Aim of the exercise - Lines of the data that contain the word "None" are the ones to copy.
--- Source material ---
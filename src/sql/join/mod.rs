/// Two-table INNER JOIN
pub mod index_join;

pub use index_join::{inner_join, IndexNestedLoopJoin};
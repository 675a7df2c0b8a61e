/// QuillDB SQL Engine
///
/// Architecture:
/// - Lexer: Tokenizes SQL strings
/// - Parser: Builds AST from tokens
/// - Join: Two-table INNER JOIN (index nested loop)
/// - Executor: Executes statements against the storage engine

pub mod ast;
pub mod executor;
pub mod join;
pub mod lexer;
pub mod parser;
pub mod token;

pub use ast::{ColumnRef, JoinClause, SelectColumns, Statement, WhereCondition};
pub use executor::{AccessPath, ExecutionResult, QueryExecutor, QueryResult};
pub use lexer::Lexer;
pub use parser::{parse_sql, Parser};
pub use token::{Token, TokenType};

use crate::database::Database;

/// Parse and execute a SQL statement
pub fn execute_sql(db: &mut Database, sql: &str) -> ExecutionResult {
    let statement = parse_sql(sql)?;
    QueryExecutor::new(db).execute(statement)
}
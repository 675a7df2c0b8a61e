//! Value and row types shared by the SQL layer and the storage engine

mod table;

pub use table::{ColumnConstraint, ColumnDef, ColumnType, TableSchema};

use serde::{Deserialize, Serialize};
use std::collections::HashMap;
use std::fmt;

/// A single cell value.
///
/// Serialized untagged so snapshots hold plain JSON numbers, strings,
/// booleans and `null`.
#[derive(Debug, Clone, PartialEq, Eq, Hash, Serialize, Deserialize)]
#[serde(untagged)]
pub enum Value {
    Integer(i64),
    Text(String),
    Bool(bool),
    Null,
}

impl Value {
    pub fn is_null(&self) -> bool {
        matches!(self, Value::Null)
    }

    /// Runtime kind name, used in error messages
    pub fn kind(&self) -> &'static str {
        match self {
            Value::Integer(_) => "integer",
            Value::Text(_) => "text",
            Value::Bool(_) => "boolean",
            Value::Null => "null",
        }
    }

    /// Column type this value can be stored in; `None` for NULL,
    /// which every column accepts
    pub fn column_type(&self) -> Option<ColumnType> {
        match self {
            Value::Integer(_) => Some(ColumnType::Int),
            Value::Text(_) => Some(ColumnType::Text),
            Value::Bool(_) => Some(ColumnType::Bool),
            Value::Null => None,
        }
    }

    pub fn fits(&self, col_type: ColumnType) -> bool {
        self.column_type().map_or(true, |t| t == col_type)
    }
}

impl fmt::Display for Value {
    fn fmt(&self, f: &mut fmt::Formatter<'_>) -> fmt::Result {
        match self {
            Value::Integer(n) => write!(f, "{}", n),
            Value::Text(s) => write!(f, "{}", s),
            Value::Bool(b) => write!(f, "{}", b),
            Value::Null => write!(f, "NULL"),
        }
    }
}

impl From<i64> for Value {
    fn from(n: i64) -> Self {
        Value::Integer(n)
    }
}

impl From<&str> for Value {
    fn from(s: &str) -> Self {
        Value::Text(s.to_string())
    }
}

impl From<String> for Value {
    fn from(s: String) -> Self {
        Value::Text(s)
    }
}

impl From<bool> for Value {
    fn from(b: bool) -> Self {
        Value::Bool(b)
    }
}

/// A row as a column name -> value mapping; always holds every schema column
pub type SqlRow = HashMap<String, Value>;

/// Row identifier, unique for the lifetime of its table
pub type RowId = u64;

/// A row together with its identifier, as kept in table storage and snapshots
#[derive(Debug, Clone, PartialEq, Serialize, Deserialize)]
#[serde(rename_all = "camelCase")]
pub struct StoredRow {
    pub row_id: RowId,
    pub data: SqlRow,
}

impl StoredRow {
    pub fn new(row_id: RowId, data: SqlRow) -> Self {
        Self { row_id, data }
    }

    pub fn get(&self, column: &str) -> &Value {
        self.data.get(column).unwrap_or(&Value::Null)
    }
}

/// Projected rows in output column order
#[derive(Debug, Clone, Default, PartialEq)]
pub struct RowSet {
    pub columns: Vec<String>,
    pub rows: Vec<Vec<Value>>,
}

impl RowSet {
    pub fn new(columns: Vec<String>) -> Self {
        Self {
            columns,
            rows: Vec::new(),
        }
    }

    pub fn len(&self) -> usize {
        self.rows.len()
    }

    pub fn is_empty(&self) -> bool {
        self.rows.is_empty()
    }
}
---
Task response -
    /// Column type this value can be stored in; `None` for NULL,
            Value::Null => None,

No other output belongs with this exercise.